Trois Couleurs: Bleu

Title:
Rating:
5 out of 5 stars

Spielberg or Kieslowski?                           By Sam Magrath

Juliette Binoche’s career path could have turned out quite differently from the way it has. In 1993 she was faced with a tough but enviable choice. Steven Spielberg had offered her the lead female role in his blockbuster, Jurassic Park. Polish director Krzysztof Kieslowski had Binoche in mind for the first in his Three Colours trilogy, which was to be entitled Blue. Few actors turn Spielberg down; Binoche proved the exception. After reading the script for Jurassic Park, which, it would be an understatement to say, is a little lacking in the characterisation department, Binoche memorably remarked that all the good roles in the film had already been allocated – to the dinosaurs. She chose to make Blue, which said a lot about the kind of artist she wanted to be and the kind of films she wanted to make; she could so easily have become a Hollywood darling, making blockbusters and cashing in huge cheques. True, she has made the occasional foray into Hollywood (The English Patient, Dan in Real Life), but, in the fifteen years since Blue, she has worked overwhelmingly with auteurs and visionary directors on challenging, European pictures, bringing her unique intelligence and sensibility to all of them.

Kieslowski’s Three Colours: Blue is one such film and was awarded the Golden Lion at Venice. Binoche plays Julie, a woman who has just lost her husband and only child in a car accident. Overwhelmed by grief, she attempts to kill herself, but she realises she cannot go through with it. Even in the darkest hour of her suffering the urge to live is too strong; even the rawest grief is better than the numbness of death.

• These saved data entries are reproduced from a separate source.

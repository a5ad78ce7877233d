use crate::domain::errors::{ForecastError, ForecastResult};
use crate::domain::indicators::{Indicator, IndicatorFrame};
use crate::domain::performance::Stats;
use serde::{Deserialize, Serialize};

#[derive(Debug, Clone, Copy, PartialEq, Eq, Serialize, Deserialize)]
#[serde(rename_all = "lowercase")]
pub enum RsiZone {
    Overbought,
    Oversold,
    Neutral,
}

impl RsiZone {
    pub fn from_rsi(rsi: f64) -> Self {
        if rsi > 70.0 {
            RsiZone::Overbought
        } else if rsi < 30.0 {
            RsiZone::Oversold
        } else {
            RsiZone::Neutral
        }
    }
}

#[derive(Debug, Clone, Copy, PartialEq, Eq, Serialize, Deserialize)]
#[serde(rename_all = "lowercase")]
pub enum TrendDirection {
    Uptrend,
    Downtrend,
}

/// Snapshot of the latest market state derived from an indicator frame.
#[derive(Debug, Clone, PartialEq, Serialize, Deserialize)]
pub struct MarketSummary {
    pub last_close: f64,
    pub change_pct: f64,
    pub rsi: Option<f64>,
    pub rsi_zone: Option<RsiZone>,
    pub macd: Option<f64>,
    /// MACD minus its signal line.
    pub macd_spread: Option<f64>,
    pub annualized_volatility: Option<f64>,
    pub average_volume: f64,
    /// Last volume relative to the average, minus one.
    pub volume_change: Option<f64>,
    pub trend: Option<TrendDirection>,
    /// |SMA-short - SMA-long| / last close.
    pub trend_strength: Option<f64>,
}

fn last_value(frame: &IndicatorFrame, indicator: Indicator) -> Option<f64> {
    frame.value(indicator, frame.len().checked_sub(1)?)
}

/// Summarizes the last bar of `frame`. Missing indicator columns leave their
/// fields empty.
pub fn market_summary(frame: &IndicatorFrame) -> ForecastResult<MarketSummary> {
    let bars = frame.series().bars();
    if bars.len() < 2 {
        return Err(ForecastError::data(format!(
            "market summary needs at least 2 bars, got {}",
            bars.len()
        )));
    }
    let last = &bars[bars.len() - 1];
    let previous = &bars[bars.len() - 2];

    let closes = frame.series().closes();
    let volumes = frame.series().volumes();
    let average_volume = volumes.iter().sum::<f64>() / volumes.len() as f64;

    let rsi = last_value(frame, Indicator::Rsi);
    let macd = last_value(frame, Indicator::Macd);
    let signal = last_value(frame, Indicator::MacdSignal);
    let (trend, trend_strength) = match (
        last_value(frame, Indicator::SmaShort),
        last_value(frame, Indicator::SmaLong),
    ) {
        (Some(short), Some(long)) => {
            let direction = if short > long {
                TrendDirection::Uptrend
            } else {
                TrendDirection::Downtrend
            };
            (Some(direction), Some((short - long).abs() / last.close))
        }
        _ => (None, None),
    };

    Ok(MarketSummary {
        last_close: last.close,
        change_pct: last.close / previous.close - 1.0,
        rsi,
        rsi_zone: rsi.map(RsiZone::from_rsi),
        macd,
        macd_spread: macd.zip(signal).map(|(m, s)| m - s),
        annualized_volatility: Stats::annualized_volatility(&closes),
        average_volume,
        volume_change: (average_volume > 0.0).then(|| last.volume / average_volume - 1.0),
        trend,
        trend_strength,
    })
}

#[cfg(test)]
mod tests {
    use super::*;
    use crate::application::indicators::IndicatorParams;
    use crate::domain::market::{PriceBar, Series};
    use chrono::{Duration, TimeZone, Utc};

    fn rising(n: usize) -> Series {
        let start = Utc.with_ymd_and_hms(2024, 1, 1, 0, 0, 0).unwrap();
        let bars = (0..n)
            .map(|i| {
                let c = 100.0 * 1.01f64.powi(i as i32);
                PriceBar::new(start + Duration::days(i as i64), c, c, c, c, 1000.0)
            })
            .collect();
        Series::new(bars).unwrap()
    }

    #[test]
    fn test_rising_market_summary() {
        let frame = IndicatorFrame::with_defaults(rising(60), &IndicatorParams::default()).unwrap();
        let summary = market_summary(&frame).unwrap();
        assert!((summary.change_pct - 0.01).abs() < 1e-9);
        assert_eq!(summary.rsi, Some(100.0));
        assert_eq!(summary.rsi_zone, Some(RsiZone::Overbought));
        assert_eq!(summary.trend, Some(TrendDirection::Uptrend));
        assert_eq!(summary.volume_change, Some(0.0));
        // constant 1% returns have no dispersion
        assert!(summary.annualized_volatility.unwrap() < 1e-9);
    }

    #[test]
    fn test_summary_without_indicators() {
        let frame = IndicatorFrame::new(rising(3));
        let summary = market_summary(&frame).unwrap();
        assert_eq!(summary.rsi, None);
        assert_eq!(summary.trend, None);
    }

    #[test]
    fn test_single_bar_is_rejected() {
        let frame = IndicatorFrame::new(rising(1));
        assert!(matches!(
            market_summary(&frame),
            Err(ForecastError::Data { .. })
        ));
    }

    #[test]
    fn test_rsi_zones() {
        assert_eq!(RsiZone::from_rsi(75.0), RsiZone::Overbought);
        assert_eq!(RsiZone::from_rsi(25.0), RsiZone::Oversold);
        assert_eq!(RsiZone::from_rsi(70.0), RsiZone::Neutral);
    }
}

Three Colours: Blue is a profound, vivid and affecting study of Julie’s grief over the next few months. Indeed, many scenes in the film are difficult to watch. The opening credits have barely finished rolling when one such moment occurs. Julie is in hospital and still too weak to attend her family’s funeral so must watch via television. Alone, she breaks down. The camera never lets up in its study of her grief as it incessantly tracks her face in a close-up shot until she breaks into tears. Such is the level of her suffering that, at times, it feels almost voyeuristic to watch and intrude upon this women’s personal grief.

Julie abandons the home full of memories in which she lived with her family and moves to Paris in an attempt to deal with her grief. The reasons for the move are twofold, as she later explains to her mother:”I don’t want any possessions, any friends, any love. Those are all traps.” By moving to Paris she can concentrate fully on her grief and cut herself off from humanity. She also wants to punish herself for living when those closest to her have died. But no one can survive without human contact, and Julie’s emotional journey to where she learns to be open again is an inspiring one.

As magnificent as Binoche is in the film, Blue belongs equally to its director, Kieslowski, whose innovative and highly stylized direction will not be to everyone’s taste. He rewrites the rules of modern cinema by fading the screen to black during highly charged moments and breaking the film's linear rhythm. All this heightens the emotional intensity of the scene. It is a risky move, but one which Kieslowski pulls off with considerable verve. And despite dealing with such an emotive subject matter, he never lets the film slip in sentimentality or endorses easy answers to impossible problems.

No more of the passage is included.